Within the entries below, find the portion that opens with the line containing "picks it up." and closes with the line containing "let job_id = request.payload.job_id;". Retype that portion exactly and only.

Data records
☆ ☆ ☆ ☆ ☆
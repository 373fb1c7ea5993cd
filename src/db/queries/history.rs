//! Tenant import history queries

use sqlx::{PgPool, Row};
use uuid::Uuid;

use crate::types::HistoryLogEntry;

/// Append a history entry. Called on successful completion only.
pub async fn append(
    pool: &PgPool,
    company_id: Uuid,
    entry: &HistoryLogEntry,
) -> Result<(), sqlx::Error> {
    sqlx::query(
        r#"
        INSERT INTO import_history (id, company_id, file_name, upload_date,
            record_count, uploader, entry_type, stats)
        VALUES ($1, $2, $3, $4, $5, $6, $7, $8)
        "#,
    )
    .bind(entry.id)
    .bind(company_id)
    .bind(&entry.file_name)
    .bind(entry.upload_date)
    .bind(entry.record_count as i32)
    .bind(&entry.uploader)
    .bind(&entry.entry_type)
    .bind(serde_json::json!(entry.stats))
    .execute(pool)
    .await?;
    Ok(())
}

/// Recent history for one tenant, newest first.
pub async fn list_for_company(
    pool: &PgPool,
    company_id: Uuid,
    limit: i64,
) -> Result<Vec<HistoryLogEntry>, sqlx::Error> {
    let rows = sqlx::query(
        r#"
        SELECT id, file_name, upload_date, record_count, uploader, entry_type, stats
        FROM import_history
        WHERE company_id = $1
        ORDER BY upload_date DESC
        LIMIT $2
        "#,
    )
    .bind(company_id)
    .bind(limit)
    .fetch_all(pool)
    .await?;

    let mut entries = Vec::with_capacity(rows.len());
    for row in rows {
        let stats: serde_json::Value = row.try_get("stats")?;
        let record_count: i32 = row.try_get("record_count")?;
        entries.push(HistoryLogEntry {
            id: row.try_get("id")?,
            file_name: row.try_get("file_name")?,
            upload_date: row.try_get("upload_date")?,
            record_count: record_count as usize,
            uploader: row.try_get("uploader")?,
            entry_type: row.try_get("entry_type")?,
            stats: serde_json::from_value(stats).unwrap_or_default(),
        });
    }
    Ok(entries)
}
//! Visit schedule database queries

use sqlx::PgPool;
use uuid::Uuid;

use crate::types::Visit;

/// Upsert one chunk of scheduled visits by
/// `(route_name, customer_key, week_number, day_name)`.
///
/// The unique index normalizes absent week/day (NULL week → 0, NULL
/// day → '') so repeated imports converge instead of piling up
/// NULL-keyed duplicates. Non-key fields: last import wins.
/// `import_batch_id` is only written on insert (rollback correctness).
pub async fn upsert_batch(
    pool: &PgPool,
    company_id: Uuid,
    batch_id: Uuid,
    visits: &[Visit],
) -> Result<(), sqlx::Error> {
    if visits.is_empty() {
        return Ok(());
    }

    let ids: Vec<Uuid> = visits.iter().map(|_| Uuid::new_v4()).collect();
    let route_names: Vec<&str> = visits.iter().map(|v| v.route_name.as_str()).collect();
    let customer_keys: Vec<&str> = visits.iter().map(|v| v.customer_key.as_str()).collect();
    let weeks: Vec<Option<i32>> = visits.iter().map(|v| v.week_number).collect();
    let days: Vec<Option<&str>> = visits.iter().map(|v| v.day_name.as_deref()).collect();
    let orders: Vec<Option<i32>> = visits.iter().map(|v| v.visit_order).collect();
    let rep_codes: Vec<Option<&str>> = visits.iter().map(|v| v.rep_code.as_deref()).collect();

    sqlx::query(
        r#"
        INSERT INTO visits (id, company_id, import_batch_id, route_name, customer_key,
            week_number, day_name, visit_order, rep_code, created_at, updated_at)
        SELECT u.id, $1, $2, u.route_name, u.customer_key, u.week_number, u.day_name,
            u.visit_order, u.rep_code, NOW(), NOW()
        FROM UNNEST($3::uuid[], $4::text[], $5::text[], $6::int4[], $7::text[],
            $8::int4[], $9::text[])
            AS u(id, route_name, customer_key, week_number, day_name, visit_order, rep_code)
        ON CONFLICT (company_id, lower(route_name), customer_key,
            COALESCE(week_number, 0), COALESCE(lower(day_name), '')) DO UPDATE SET
            visit_order = EXCLUDED.visit_order,
            rep_code = EXCLUDED.rep_code,
            updated_at = NOW()
        "#,
    )
    .bind(company_id)
    .bind(batch_id)
    .bind(&ids)
    .bind(&route_names)
    .bind(&customer_keys)
    .bind(&weeks)
    .bind(&days)
    .bind(&orders)
    .bind(&rep_codes)
    .execute(pool)
    .await?;

    Ok(())
}

/// Remove every visit row first inserted under this batch.
pub async fn delete_by_batch(
    pool: &PgPool,
    company_id: Uuid,
    batch_id: Uuid,
) -> Result<u64, sqlx::Error> {
    let result = sqlx::query("DELETE FROM visits WHERE company_id = $1 AND import_batch_id = $2")
        .bind(company_id)
        .bind(batch_id)
        .execute(pool)
        .await?;
    Ok(result.rows_affected())
}
//! Route-master import handlers
//!
//! NATS request/reply surface for the import pipeline: preview
//! (mapping detection + stats for the review screen), submit, cancel
//! and history. The preview runs the same transform/extract code path
//! as the write, so the counts it shows are the counts a confirmed
//! import will produce.

use std::sync::Arc;

use anyhow::Result;
use async_nats::{Client, Subscriber};
use futures::StreamExt;
use sqlx::PgPool;
use tracing::{debug, error, warn};
use uuid::Uuid;

use crate::db::queries;
use crate::services::cancellation::{CancelError, CANCELLATION};
use crate::services::import_processor::{resolve_rows, RouteImportProcessor, SubmitError};
use crate::services::{column_mapper, entity_extractor, row_transformer};
use crate::types::{
    CancelImportRequest, CancelImportResponse, ErrorResponse, HistoryListRequest, ImportError,
    Request, RouteImportJobRequest, RouteImportPreviewRequest, RouteImportPreviewResponse,
    SuccessResponse,
};

/// Handle `masar.import.route.preview` requests.
///
/// Pure computation: detect a mapping, apply operator edits, transform
/// and extract, and return stats plus the list of still-missing
/// required fields. No store mutation happens here.
pub async fn handle_preview(client: Client, mut subscriber: Subscriber) -> Result<()> {
    while let Some(msg) = subscriber.next().await {
        debug!("Received import.route.preview message");

        let reply = match msg.reply {
            Some(ref reply) => reply.clone(),
            None => {
                warn!("Preview message without reply subject");
                continue;
            }
        };

        let request: Request<RouteImportPreviewRequest> = match serde_json::from_slice(&msg.payload)
        {
            Ok(req) => req,
            Err(e) => {
                error!("Failed to parse preview request: {}", e);
                let response = ErrorResponse::new(Uuid::nil(), "INVALID_REQUEST", e.to_string());
                let _ = client.publish(reply, serde_json::to_vec(&response)?.into()).await;
                continue;
            }
        };

        match build_preview(&request.payload) {
            Ok(preview) => {
                let response = SuccessResponse::new(request.id, preview);
                let _ = client.publish(reply, serde_json::to_vec(&response)?.into()).await;
            }
            Err(e) => {
                let response = ErrorResponse::new(request.id, e.code(), e.to_string());
                let _ = client.publish(reply, serde_json::to_vec(&response)?.into()).await;
            }
        }
    }

    Ok(())
}

fn build_preview(
    request: &RouteImportPreviewRequest,
) -> Result<RouteImportPreviewResponse, ImportError> {
    let (headers, rows) = resolve_rows(&request.content)?;

    let mut mapping = column_mapper::detect(&headers);
    mapping.apply_edits(&request.mapping_edits);
    let validation = column_mapper::validate(&mapping);

    let records = row_transformer::transform(&rows, &mapping);
    let entities = entity_extractor::extract(&records);

    Ok(RouteImportPreviewResponse {
        mapping,
        missing_required_fields: validation.missing_required_fields,
        stats: entities.preview_stats(),
    })
}

/// Handle `masar.import.route.submit` requests.
///
/// The mapping is validated before anything is queued: an incomplete
/// mapping blocks confirmation with no store mutation.
pub async fn handle_submit(
    client: Client,
    mut subscriber: Subscriber,
    processor: Arc<RouteImportProcessor>,
) -> Result<()> {
    while let Some(msg) = subscriber.next().await {
        debug!("Received import.route.submit message");

        let reply = match msg.reply {
            Some(ref reply) => reply.clone(),
            None => {
                warn!("Submit message without reply subject");
                continue;
            }
        };

        let request: Request<RouteImportJobRequest> = match serde_json::from_slice(&msg.payload) {
            Ok(req) => req,
            Err(e) => {
                error!("Failed to parse submit request: {}", e);
                let response = ErrorResponse::new(Uuid::nil(), "INVALID_REQUEST", e.to_string());
                let _ = client.publish(reply, serde_json::to_vec(&response)?.into()).await;
                continue;
            }
        };

        if let Err(e) = validate_submission(&request.payload) {
            let response = ErrorResponse::new(request.id, e.code(), e.to_string());
            let _ = client.publish(reply, serde_json::to_vec(&response)?.into()).await;
            continue;
        }

        match processor.submit_job(request.company_id, request.payload).await {
            Ok(response) => {
                let response = SuccessResponse::new(request.id, response);
                let _ = client.publish(reply, serde_json::to_vec(&response)?.into()).await;
            }
            Err(SubmitError::ImportInProgress) => {
                let response = ErrorResponse::new(
                    request.id,
                    "IMPORT_IN_PROGRESS",
                    SubmitError::ImportInProgress.to_string(),
                );
                let _ = client.publish(reply, serde_json::to_vec(&response)?.into()).await;
            }
            Err(SubmitError::Other(e)) => {
                error!("Failed to submit import job: {}", e);
                let response = ErrorResponse::new(request.id, "SUBMIT_ERROR", e.to_string());
                let _ = client.publish(reply, serde_json::to_vec(&response)?.into()).await;
            }
        }
    }

    Ok(())
}

fn validate_submission(request: &RouteImportJobRequest) -> Result<(), ImportError> {
    let (headers, _rows) = resolve_rows(&request.content)?;
    let mut mapping = column_mapper::detect(&headers);
    mapping.apply_edits(&request.mapping_edits);
    let validation = column_mapper::validate(&mapping);
    if !validation.is_valid {
        return Err(ImportError::MappingIncomplete {
            missing: validation.missing_required_fields,
        });
    }
    Ok(())
}

/// Handle `masar.import.route.cancel` requests.
///
/// Cooperative: the running job observes the token between chunk
/// writes; a job still in the queue is pre-cancelled and skipped when
/// the processor picks it up.
pub async fn handle_cancel(client: Client, mut subscriber: Subscriber) -> Result<()> {
    while let Some(msg) = subscriber.next().await {
        let reply = match msg.reply {
            Some(ref reply) => reply.clone(),
            None => continue,
        };

        let request: Request<CancelImportRequest> = match serde_json::from_slice(&msg.payload) {
            Ok(req) => req,
            Err(e) => {
                let response = ErrorResponse::new(Uuid::nil(), "INVALID_REQUEST", e.to_string());
                let _ = client.publish(reply, serde_json::to_vec(&response)?.into()).await;
                continue;
            }
        };

        let job_id = request.payload.job_id;
        let payload = match CANCELLATION.cancel(&job_id, request.company_id) {
            Ok(true) => CancelImportResponse {
                cancelled: true,
                message: "Cancellation requested; written rows will be rolled back".to_string(),
            },
            Ok(false) => {
                // Not processing yet — pre-cancel so the processor
                // skips it if it is still queued.
                CANCELLATION.pre_cancel(job_id, request.company_id);
                CancelImportResponse {
                    cancelled: true,
                    message: "Job not processing; marked cancelled in queue".to_string(),
                }
            }
            Err(CancelError::NotOwner) => {
                let response =
                    ErrorResponse::new(request.id, "NOT_OWNER", "job belongs to another company");
                let _ = client.publish(reply, serde_json::to_vec(&response)?.into()).await;
                continue;
            }
        };

        let response = SuccessResponse::new(request.id, payload);
        let _ = client.publish(reply, serde_json::to_vec(&response)?.into()).await;
    }

    Ok(())
}

/// Handle `masar.import.history.list` requests.
pub async fn handle_history(client: Client, mut subscriber: Subscriber, pool: PgPool) -> Result<()> {
    while let Some(msg) = subscriber.next().await {
        let reply = match msg.reply {
            Some(ref reply) => reply.clone(),
            None => continue,
        };

        let request: Request<HistoryListRequest> = match serde_json::from_slice(&msg.payload) {
            Ok(req) => req,
            Err(e) => {
                let response = ErrorResponse::new(Uuid::nil(), "INVALID_REQUEST", e.to_string());
                let _ = client.publish(reply, serde_json::to_vec(&response)?.into()).await;
                continue;
            }
        };

        let limit = request.payload.limit.clamp(1, 500);
        match queries::history::list_for_company(&pool, request.company_id, limit).await {
            Ok(entries) => {
                let response = SuccessResponse::new(request.id, entries);
                let _ = client.publish(reply, serde_json::to_vec(&response)?.into()).await;
            }
            Err(e) => {
                error!("Failed to list import history: {}", e);
                let response = ErrorResponse::new(request.id, "HISTORY_ERROR", e.to_string());
                let _ = client.publish(reply, serde_json::to_vec(&response)?.into()).await;
            }
        }
    }

    Ok(())
}

#[cfg(test)]
mod tests {
    use super::*;
    use crate::types::{MappedField, MappingEdit, UploadContent};

    fn csv_request(csv: &str, edits: Vec<MappingEdit>) -> RouteImportPreviewRequest {
        RouteImportPreviewRequest {
            file_name: "routes.csv".into(),
            content: UploadContent {
                csv_content: Some(csv.to_string()),
                headers: None,
                rows: None,
            },
            mapping_edits: edits,
        }
    }

    const FULL_CSV: &str = "\
Branch,Route,Rep Code,Client Code,Customer Name,Latitude,Longitude,Week,Day
Riyadh Central,RT-01,U1,C-1,Al Noor Market,24.71,46.67,1,Sunday
Riyadh Central,RT-01,U2,C-2,Al Salam Grocery,0,0,1,Monday
Jeddah North,RT-09,U3,C-3,Red Sea Mart,21.54,39.17,2,Sunday
";

    #[test]
    fn test_preview_counts_and_missing_gps() {
        let preview = build_preview(&csv_request(FULL_CSV, vec![])).unwrap();

        assert!(preview.missing_required_fields.is_empty());
        assert_eq!(preview.stats.branches.count, 2);
        assert_eq!(preview.stats.customers.count, 3);
        assert_eq!(preview.stats.visits.count, 3);
        // RT-01 has reps {U1, U2}, RT-09 has {U3}
        assert_eq!(preview.stats.routes.count, 3);
        // The (0,0) row counts as missing GPS
        assert_eq!(preview.stats.missing_gps_count, 1);
    }

    #[test]
    fn test_preview_reports_missing_required_fields() {
        let preview =
            build_preview(&csv_request("Route,Client Code\nRT-01,C-1\n", vec![])).unwrap();
        assert!(preview
            .missing_required_fields
            .contains(&MappedField::CustomerNameEn));
        assert!(preview.missing_required_fields.contains(&MappedField::Lat));
    }

    #[test]
    fn test_preview_edits_change_downstream_records() {
        let csv = "Branch,Route,Client Code,Customer Name,Latitude,Longitude,Mystery\n\
                   B1,RT-01,C-1,Al Noor,24.7,46.6,REP-77\n";

        let without = build_preview(&csv_request(csv, vec![])).unwrap();
        assert_eq!(without.stats.routes.sample[0].rep_code, None);

        let with = build_preview(&csv_request(
            csv,
            vec![MappingEdit {
                field: MappedField::RepCode,
                source_column: Some("Mystery".into()),
            }],
        ))
        .unwrap();
        assert_eq!(with.stats.routes.sample[0].rep_code.as_deref(), Some("REP-77"));
    }

    #[test]
    fn test_submission_blocked_on_incomplete_mapping() {
        let request = RouteImportJobRequest {
            file_name: "routes.csv".into(),
            content: UploadContent {
                csv_content: Some("Route,Client Code\nRT-01,C-1\n".into()),
                headers: None,
                rows: None,
            },
            mapping_edits: vec![],
            uploader: None,
        };
        let err = validate_submission(&request).unwrap_err();
        assert_eq!(err.code(), "MAPPING_INCOMPLETE");
    }

    #[test]
    fn test_submission_passes_with_complete_mapping() {
        let request = RouteImportJobRequest {
            file_name: "routes.csv".into(),
            content: UploadContent {
                csv_content: Some(FULL_CSV.into()),
                headers: None,
                rows: None,
            },
            mapping_edits: vec![],
            uploader: Some("ops@masar.example".into()),
        };
        assert!(validate_submission(&request).is_ok());
    }
}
☆ ☆ ☆ ☆ ☆
▶ _Completed exercise_
/// the processor picks it up.
pub async fn handle_cancel(client: Client, mut subscriber: Subscriber) -> Result<()> {
    while let Some(msg) = subscriber.next().await {
        let reply = match msg.reply {
            Some(ref reply) => reply.clone(),
            None => continue,
        };

        let request: Request<CancelImportRequest> = match serde_json::from_slice(&msg.payload) {
            Ok(req) => req,
            Err(e) => {
                let response = ErrorResponse::new(Uuid::nil(), "INVALID_REQUEST", e.to_string());
                let _ = client.publish(reply, serde_json::to_vec(&response)?.into()).await;
                continue;
            }
        };

        let job_id = request.payload.job_id;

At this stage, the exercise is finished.